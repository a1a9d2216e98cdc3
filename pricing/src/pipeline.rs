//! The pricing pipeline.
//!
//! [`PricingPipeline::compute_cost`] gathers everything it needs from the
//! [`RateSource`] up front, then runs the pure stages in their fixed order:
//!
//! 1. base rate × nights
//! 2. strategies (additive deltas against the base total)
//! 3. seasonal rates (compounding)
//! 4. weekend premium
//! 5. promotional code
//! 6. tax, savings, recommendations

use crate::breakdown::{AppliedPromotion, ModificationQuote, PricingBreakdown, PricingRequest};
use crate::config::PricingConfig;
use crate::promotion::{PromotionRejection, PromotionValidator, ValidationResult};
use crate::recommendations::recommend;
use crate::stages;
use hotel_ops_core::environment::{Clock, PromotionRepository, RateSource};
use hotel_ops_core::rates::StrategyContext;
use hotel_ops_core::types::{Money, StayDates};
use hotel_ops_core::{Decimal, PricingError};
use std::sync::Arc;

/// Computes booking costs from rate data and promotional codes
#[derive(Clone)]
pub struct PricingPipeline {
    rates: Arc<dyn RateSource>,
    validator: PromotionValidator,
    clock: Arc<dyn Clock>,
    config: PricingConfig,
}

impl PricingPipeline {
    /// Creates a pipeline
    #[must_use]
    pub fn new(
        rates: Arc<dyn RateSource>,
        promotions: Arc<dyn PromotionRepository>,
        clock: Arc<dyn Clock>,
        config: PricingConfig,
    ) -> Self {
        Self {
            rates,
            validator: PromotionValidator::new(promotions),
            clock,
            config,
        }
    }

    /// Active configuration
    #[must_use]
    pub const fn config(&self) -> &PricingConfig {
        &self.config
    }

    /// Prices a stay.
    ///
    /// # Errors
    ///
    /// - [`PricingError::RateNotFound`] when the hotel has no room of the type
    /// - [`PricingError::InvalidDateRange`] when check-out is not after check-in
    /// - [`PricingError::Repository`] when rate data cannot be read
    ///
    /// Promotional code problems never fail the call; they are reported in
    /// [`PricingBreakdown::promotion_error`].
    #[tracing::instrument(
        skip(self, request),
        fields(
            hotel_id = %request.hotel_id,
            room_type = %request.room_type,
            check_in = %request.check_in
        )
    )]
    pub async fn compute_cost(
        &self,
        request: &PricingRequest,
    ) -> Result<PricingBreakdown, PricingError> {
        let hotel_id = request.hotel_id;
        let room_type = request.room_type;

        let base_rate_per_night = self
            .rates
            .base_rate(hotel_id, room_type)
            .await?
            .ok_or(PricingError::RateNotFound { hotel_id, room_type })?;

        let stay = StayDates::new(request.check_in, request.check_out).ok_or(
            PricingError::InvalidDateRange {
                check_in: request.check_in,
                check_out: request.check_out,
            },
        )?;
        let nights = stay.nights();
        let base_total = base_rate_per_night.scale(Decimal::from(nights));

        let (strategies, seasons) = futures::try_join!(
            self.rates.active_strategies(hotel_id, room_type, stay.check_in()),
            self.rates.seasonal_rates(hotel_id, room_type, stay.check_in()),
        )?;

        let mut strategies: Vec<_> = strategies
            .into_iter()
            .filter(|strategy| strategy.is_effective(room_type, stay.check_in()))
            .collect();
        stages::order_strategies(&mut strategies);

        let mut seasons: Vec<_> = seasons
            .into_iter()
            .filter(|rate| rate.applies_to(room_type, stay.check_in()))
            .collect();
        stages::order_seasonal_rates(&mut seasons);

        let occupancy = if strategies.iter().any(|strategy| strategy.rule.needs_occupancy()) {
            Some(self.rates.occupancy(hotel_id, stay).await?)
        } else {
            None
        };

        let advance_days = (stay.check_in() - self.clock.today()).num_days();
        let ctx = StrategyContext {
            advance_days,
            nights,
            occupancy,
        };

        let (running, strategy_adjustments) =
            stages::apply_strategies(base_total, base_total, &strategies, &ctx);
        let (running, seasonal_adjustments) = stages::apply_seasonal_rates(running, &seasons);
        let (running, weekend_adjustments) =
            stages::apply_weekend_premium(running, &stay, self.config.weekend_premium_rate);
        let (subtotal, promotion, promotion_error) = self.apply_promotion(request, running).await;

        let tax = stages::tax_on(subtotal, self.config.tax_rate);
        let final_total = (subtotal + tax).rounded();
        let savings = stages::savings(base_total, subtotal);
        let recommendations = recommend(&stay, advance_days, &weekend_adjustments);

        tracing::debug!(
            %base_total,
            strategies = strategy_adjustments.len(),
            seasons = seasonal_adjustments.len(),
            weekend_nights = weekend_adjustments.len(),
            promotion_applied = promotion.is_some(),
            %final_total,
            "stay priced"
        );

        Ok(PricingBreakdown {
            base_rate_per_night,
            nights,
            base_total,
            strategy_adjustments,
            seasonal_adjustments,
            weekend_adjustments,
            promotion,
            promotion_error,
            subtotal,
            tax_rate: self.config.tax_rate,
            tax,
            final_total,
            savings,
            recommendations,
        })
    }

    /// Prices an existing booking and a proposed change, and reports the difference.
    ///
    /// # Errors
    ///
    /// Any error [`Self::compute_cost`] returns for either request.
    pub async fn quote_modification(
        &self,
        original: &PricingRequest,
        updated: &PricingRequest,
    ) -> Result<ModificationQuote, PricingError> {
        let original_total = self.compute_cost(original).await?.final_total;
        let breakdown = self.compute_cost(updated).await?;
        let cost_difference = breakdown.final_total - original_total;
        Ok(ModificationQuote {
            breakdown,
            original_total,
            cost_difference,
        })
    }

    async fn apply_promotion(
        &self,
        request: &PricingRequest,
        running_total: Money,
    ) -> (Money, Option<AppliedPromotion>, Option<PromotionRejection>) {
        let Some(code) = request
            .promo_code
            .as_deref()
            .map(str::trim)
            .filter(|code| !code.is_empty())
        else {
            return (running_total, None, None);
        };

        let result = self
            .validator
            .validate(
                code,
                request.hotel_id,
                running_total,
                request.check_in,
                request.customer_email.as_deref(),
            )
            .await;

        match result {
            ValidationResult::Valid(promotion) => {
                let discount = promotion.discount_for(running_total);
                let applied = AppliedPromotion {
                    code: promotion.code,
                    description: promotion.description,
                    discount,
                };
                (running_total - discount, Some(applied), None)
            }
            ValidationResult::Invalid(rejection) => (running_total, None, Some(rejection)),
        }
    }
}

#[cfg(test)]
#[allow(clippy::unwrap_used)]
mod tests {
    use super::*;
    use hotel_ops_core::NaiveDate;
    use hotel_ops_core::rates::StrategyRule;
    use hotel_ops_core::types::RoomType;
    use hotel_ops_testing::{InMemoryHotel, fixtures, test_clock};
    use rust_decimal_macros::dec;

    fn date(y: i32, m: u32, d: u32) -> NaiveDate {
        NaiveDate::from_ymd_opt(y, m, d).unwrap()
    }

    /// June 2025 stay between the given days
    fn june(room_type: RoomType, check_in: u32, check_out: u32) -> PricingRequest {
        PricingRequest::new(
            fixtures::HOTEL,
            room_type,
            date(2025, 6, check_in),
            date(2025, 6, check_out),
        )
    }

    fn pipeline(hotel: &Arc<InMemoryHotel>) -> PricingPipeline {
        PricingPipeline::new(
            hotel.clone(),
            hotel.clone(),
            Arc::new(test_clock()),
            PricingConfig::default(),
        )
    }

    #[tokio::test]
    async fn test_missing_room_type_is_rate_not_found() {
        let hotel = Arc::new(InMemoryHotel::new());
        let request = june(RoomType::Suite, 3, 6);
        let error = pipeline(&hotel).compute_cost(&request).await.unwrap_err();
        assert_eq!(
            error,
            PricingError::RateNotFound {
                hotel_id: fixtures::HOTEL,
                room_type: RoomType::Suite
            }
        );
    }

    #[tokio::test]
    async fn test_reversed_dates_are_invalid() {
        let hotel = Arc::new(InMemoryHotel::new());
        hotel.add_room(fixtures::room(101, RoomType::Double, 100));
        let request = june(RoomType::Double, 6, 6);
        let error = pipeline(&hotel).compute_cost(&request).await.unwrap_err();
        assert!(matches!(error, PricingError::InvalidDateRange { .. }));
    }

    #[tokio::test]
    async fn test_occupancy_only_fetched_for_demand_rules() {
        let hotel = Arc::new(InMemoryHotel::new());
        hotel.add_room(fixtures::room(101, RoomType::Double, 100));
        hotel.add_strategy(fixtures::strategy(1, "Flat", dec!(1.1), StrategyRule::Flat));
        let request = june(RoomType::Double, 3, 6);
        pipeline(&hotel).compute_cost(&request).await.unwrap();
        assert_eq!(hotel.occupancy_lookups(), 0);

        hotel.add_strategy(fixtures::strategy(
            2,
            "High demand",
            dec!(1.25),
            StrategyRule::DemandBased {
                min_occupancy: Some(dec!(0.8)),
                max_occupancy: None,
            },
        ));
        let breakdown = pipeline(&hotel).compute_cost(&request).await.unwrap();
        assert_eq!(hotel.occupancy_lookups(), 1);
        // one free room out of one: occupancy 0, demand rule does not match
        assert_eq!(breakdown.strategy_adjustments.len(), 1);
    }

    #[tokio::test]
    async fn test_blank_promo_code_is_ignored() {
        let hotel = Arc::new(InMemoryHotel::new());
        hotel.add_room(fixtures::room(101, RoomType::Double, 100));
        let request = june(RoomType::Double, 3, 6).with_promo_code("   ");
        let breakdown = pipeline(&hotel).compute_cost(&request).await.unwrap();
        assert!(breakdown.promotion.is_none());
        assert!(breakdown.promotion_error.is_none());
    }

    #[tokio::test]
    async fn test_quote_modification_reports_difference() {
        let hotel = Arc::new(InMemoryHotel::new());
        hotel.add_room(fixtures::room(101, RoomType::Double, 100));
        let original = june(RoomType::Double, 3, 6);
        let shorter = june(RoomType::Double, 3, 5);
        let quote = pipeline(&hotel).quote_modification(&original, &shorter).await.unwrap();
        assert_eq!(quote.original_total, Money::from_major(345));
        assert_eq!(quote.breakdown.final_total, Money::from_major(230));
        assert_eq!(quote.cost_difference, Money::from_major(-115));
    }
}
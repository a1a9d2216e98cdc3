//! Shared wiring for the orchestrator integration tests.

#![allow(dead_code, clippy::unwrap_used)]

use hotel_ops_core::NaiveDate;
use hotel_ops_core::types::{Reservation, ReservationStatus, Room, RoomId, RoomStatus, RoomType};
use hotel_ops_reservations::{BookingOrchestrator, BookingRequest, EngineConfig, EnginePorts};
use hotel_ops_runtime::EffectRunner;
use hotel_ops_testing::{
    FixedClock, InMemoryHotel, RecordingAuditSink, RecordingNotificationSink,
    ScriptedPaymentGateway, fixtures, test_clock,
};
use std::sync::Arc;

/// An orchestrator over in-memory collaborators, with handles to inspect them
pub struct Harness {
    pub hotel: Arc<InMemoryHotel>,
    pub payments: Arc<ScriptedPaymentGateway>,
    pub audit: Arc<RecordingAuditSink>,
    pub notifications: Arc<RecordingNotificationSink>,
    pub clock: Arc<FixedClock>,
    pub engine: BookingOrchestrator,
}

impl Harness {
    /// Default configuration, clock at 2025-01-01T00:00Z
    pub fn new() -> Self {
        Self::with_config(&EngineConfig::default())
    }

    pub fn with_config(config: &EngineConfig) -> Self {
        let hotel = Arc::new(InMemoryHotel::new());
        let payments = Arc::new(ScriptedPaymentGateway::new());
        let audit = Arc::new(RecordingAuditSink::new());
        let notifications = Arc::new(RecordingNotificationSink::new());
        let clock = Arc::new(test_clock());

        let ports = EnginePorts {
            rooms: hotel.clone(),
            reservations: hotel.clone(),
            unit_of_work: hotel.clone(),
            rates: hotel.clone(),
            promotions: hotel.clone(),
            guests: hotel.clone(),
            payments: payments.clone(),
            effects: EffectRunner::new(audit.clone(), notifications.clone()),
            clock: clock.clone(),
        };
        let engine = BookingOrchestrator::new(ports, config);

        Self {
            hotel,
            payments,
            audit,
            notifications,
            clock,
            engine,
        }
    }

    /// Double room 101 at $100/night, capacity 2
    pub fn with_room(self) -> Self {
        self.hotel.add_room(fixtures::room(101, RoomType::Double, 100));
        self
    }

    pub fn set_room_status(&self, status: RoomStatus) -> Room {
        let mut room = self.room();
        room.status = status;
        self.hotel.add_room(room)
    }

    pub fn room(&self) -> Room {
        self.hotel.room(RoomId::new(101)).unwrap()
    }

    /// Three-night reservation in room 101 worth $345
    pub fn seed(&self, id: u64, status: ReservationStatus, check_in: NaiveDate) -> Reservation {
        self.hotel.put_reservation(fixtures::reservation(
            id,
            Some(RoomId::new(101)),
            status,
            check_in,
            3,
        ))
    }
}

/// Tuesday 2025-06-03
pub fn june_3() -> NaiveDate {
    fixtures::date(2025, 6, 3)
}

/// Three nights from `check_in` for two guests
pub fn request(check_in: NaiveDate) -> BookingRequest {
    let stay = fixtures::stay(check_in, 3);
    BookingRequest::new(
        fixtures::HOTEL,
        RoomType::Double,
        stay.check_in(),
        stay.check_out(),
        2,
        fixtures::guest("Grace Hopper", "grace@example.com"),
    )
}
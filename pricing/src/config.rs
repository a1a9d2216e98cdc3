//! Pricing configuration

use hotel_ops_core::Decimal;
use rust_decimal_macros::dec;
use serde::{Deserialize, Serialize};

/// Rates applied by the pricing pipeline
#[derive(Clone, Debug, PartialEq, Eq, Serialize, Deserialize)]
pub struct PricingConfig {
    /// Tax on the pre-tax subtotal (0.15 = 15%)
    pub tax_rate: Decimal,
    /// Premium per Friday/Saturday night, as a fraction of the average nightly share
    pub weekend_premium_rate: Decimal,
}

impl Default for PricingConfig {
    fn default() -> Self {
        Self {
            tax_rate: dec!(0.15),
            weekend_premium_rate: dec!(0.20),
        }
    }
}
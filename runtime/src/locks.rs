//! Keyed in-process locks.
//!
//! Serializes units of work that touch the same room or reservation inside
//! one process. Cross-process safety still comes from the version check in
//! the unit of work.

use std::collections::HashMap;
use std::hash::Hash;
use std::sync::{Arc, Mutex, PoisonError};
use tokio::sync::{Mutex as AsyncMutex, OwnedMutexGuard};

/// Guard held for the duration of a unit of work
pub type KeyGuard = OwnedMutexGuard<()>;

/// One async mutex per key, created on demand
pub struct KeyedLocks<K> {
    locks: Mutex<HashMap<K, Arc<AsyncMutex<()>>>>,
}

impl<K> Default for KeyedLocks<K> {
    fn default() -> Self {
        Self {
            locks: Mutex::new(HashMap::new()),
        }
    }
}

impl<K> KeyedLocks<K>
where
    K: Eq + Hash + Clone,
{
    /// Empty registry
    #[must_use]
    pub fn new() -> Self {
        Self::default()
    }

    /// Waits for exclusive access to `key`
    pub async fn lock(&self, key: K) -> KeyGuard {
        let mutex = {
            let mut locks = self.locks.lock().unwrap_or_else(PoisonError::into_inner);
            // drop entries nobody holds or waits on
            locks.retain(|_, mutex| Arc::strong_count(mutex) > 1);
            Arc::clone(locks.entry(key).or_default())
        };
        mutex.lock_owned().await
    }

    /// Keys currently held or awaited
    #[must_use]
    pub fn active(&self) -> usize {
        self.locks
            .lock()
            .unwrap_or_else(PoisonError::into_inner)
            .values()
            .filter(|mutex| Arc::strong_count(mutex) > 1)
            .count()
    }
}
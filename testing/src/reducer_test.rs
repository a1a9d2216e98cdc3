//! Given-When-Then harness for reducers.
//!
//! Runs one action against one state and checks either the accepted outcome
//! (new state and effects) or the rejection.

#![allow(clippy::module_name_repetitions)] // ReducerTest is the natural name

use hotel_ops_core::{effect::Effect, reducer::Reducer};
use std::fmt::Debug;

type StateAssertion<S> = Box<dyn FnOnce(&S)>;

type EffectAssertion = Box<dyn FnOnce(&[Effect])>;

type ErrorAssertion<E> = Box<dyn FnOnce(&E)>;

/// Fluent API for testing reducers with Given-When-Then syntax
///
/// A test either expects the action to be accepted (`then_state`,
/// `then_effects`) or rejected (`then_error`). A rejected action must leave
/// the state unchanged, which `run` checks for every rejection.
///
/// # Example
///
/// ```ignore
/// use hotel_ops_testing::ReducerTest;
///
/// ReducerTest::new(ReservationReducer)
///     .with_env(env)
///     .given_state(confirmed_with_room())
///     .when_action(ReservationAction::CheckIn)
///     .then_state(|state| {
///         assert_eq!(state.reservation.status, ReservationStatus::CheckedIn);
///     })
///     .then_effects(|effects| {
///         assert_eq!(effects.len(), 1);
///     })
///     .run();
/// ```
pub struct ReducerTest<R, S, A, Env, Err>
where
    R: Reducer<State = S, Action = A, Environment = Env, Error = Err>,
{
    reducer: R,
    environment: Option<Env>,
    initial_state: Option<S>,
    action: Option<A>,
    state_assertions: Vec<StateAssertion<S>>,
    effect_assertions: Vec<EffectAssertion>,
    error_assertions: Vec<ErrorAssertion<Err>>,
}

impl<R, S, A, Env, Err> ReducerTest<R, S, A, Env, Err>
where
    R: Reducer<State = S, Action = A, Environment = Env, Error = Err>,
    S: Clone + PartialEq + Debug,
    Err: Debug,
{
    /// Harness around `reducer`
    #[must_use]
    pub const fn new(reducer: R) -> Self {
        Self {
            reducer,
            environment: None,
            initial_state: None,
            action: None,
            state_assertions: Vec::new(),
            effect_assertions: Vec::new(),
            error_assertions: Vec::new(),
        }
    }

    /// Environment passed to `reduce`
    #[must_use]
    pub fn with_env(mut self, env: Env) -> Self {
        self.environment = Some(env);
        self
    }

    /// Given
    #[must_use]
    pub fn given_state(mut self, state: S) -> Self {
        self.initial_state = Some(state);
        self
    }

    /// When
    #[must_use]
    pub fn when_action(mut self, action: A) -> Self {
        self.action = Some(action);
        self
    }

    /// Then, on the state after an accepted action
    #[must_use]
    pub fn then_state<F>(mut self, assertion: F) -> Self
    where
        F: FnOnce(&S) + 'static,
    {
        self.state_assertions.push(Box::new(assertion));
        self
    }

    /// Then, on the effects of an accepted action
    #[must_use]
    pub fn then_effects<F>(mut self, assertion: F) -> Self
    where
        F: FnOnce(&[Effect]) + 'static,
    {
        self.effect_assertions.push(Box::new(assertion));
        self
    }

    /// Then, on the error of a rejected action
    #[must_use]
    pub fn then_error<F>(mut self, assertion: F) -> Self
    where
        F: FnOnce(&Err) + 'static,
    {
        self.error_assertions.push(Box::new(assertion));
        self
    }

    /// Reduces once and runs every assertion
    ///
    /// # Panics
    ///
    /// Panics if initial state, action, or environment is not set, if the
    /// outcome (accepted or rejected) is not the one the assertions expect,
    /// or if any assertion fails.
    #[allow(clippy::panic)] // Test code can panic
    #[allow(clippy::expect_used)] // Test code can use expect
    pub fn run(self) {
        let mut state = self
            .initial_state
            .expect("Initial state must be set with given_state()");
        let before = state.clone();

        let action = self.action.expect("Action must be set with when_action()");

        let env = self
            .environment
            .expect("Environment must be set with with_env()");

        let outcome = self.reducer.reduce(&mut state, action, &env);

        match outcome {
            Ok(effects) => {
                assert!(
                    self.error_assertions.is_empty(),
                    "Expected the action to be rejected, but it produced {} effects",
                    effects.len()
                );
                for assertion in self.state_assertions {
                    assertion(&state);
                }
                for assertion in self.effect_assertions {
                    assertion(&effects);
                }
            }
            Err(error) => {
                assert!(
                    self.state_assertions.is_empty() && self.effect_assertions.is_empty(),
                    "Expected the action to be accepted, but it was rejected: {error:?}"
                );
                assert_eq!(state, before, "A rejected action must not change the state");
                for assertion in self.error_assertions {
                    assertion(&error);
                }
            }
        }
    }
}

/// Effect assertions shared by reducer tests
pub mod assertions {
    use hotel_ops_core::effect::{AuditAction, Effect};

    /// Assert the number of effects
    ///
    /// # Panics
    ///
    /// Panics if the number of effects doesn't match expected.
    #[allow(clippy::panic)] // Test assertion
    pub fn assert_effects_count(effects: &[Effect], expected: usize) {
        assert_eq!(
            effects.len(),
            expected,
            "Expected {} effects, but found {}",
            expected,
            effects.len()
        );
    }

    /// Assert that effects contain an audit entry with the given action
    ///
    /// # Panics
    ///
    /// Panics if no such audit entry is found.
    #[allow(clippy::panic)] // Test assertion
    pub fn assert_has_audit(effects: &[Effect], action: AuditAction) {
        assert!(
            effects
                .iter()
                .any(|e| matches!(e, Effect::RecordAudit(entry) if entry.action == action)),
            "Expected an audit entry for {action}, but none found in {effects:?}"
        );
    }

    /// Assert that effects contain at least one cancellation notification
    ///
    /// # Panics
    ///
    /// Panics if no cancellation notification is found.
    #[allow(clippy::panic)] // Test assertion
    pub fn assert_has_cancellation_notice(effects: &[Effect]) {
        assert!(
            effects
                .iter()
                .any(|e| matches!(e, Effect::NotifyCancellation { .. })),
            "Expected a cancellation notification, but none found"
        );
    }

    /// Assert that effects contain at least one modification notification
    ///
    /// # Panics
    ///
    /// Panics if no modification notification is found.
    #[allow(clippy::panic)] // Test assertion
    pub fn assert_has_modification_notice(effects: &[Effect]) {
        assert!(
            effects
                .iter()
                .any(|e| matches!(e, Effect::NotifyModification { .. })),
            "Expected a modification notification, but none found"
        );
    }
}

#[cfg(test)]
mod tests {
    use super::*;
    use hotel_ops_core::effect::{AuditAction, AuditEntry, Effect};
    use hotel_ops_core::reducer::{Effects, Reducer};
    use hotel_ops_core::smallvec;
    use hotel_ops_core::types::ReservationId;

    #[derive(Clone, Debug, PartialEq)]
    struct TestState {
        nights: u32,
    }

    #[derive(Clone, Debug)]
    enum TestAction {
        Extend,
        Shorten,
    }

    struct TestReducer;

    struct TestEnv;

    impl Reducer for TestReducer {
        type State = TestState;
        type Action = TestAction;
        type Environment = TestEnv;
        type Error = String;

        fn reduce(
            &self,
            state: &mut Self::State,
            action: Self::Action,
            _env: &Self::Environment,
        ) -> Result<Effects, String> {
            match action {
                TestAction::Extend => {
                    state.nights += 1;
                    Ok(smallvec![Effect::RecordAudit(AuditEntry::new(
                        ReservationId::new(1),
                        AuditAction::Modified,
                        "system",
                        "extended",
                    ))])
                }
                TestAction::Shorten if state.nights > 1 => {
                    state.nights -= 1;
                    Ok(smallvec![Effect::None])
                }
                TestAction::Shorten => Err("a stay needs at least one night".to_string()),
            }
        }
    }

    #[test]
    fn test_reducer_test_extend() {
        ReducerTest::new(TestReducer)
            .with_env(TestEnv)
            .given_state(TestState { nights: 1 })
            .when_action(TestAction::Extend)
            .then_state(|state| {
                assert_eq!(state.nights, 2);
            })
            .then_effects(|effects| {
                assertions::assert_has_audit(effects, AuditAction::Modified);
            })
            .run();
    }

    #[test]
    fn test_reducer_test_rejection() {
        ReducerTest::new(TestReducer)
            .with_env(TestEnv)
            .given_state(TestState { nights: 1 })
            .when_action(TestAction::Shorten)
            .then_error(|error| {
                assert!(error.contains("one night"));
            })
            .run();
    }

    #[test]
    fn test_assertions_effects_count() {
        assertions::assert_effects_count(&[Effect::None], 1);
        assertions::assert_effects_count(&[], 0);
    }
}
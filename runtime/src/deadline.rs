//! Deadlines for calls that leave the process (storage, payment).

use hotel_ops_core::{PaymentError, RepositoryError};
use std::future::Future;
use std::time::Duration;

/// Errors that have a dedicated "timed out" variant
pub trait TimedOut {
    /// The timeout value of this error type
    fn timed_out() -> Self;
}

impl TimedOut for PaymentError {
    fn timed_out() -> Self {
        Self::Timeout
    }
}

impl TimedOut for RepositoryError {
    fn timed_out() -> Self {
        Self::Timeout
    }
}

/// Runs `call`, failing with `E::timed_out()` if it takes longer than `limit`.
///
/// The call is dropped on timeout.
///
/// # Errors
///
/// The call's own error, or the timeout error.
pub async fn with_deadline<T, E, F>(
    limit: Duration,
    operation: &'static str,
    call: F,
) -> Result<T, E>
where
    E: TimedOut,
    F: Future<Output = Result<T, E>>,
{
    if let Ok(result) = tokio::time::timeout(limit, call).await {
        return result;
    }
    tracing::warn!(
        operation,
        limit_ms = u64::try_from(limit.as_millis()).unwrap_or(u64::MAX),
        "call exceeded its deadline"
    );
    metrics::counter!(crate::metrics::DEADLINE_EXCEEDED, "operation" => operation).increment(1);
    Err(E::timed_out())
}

**WORK ITEM**
Wherever the word "RecordAudit" turns up in the records, copy out the line it is on.

**FINISHED EXERCISE**
                .any(|e| matches!(e, Effect::RecordAudit(entry) if entry.action == action)),
                    Ok(smallvec![Effect::RecordAudit(AuditEntry::new(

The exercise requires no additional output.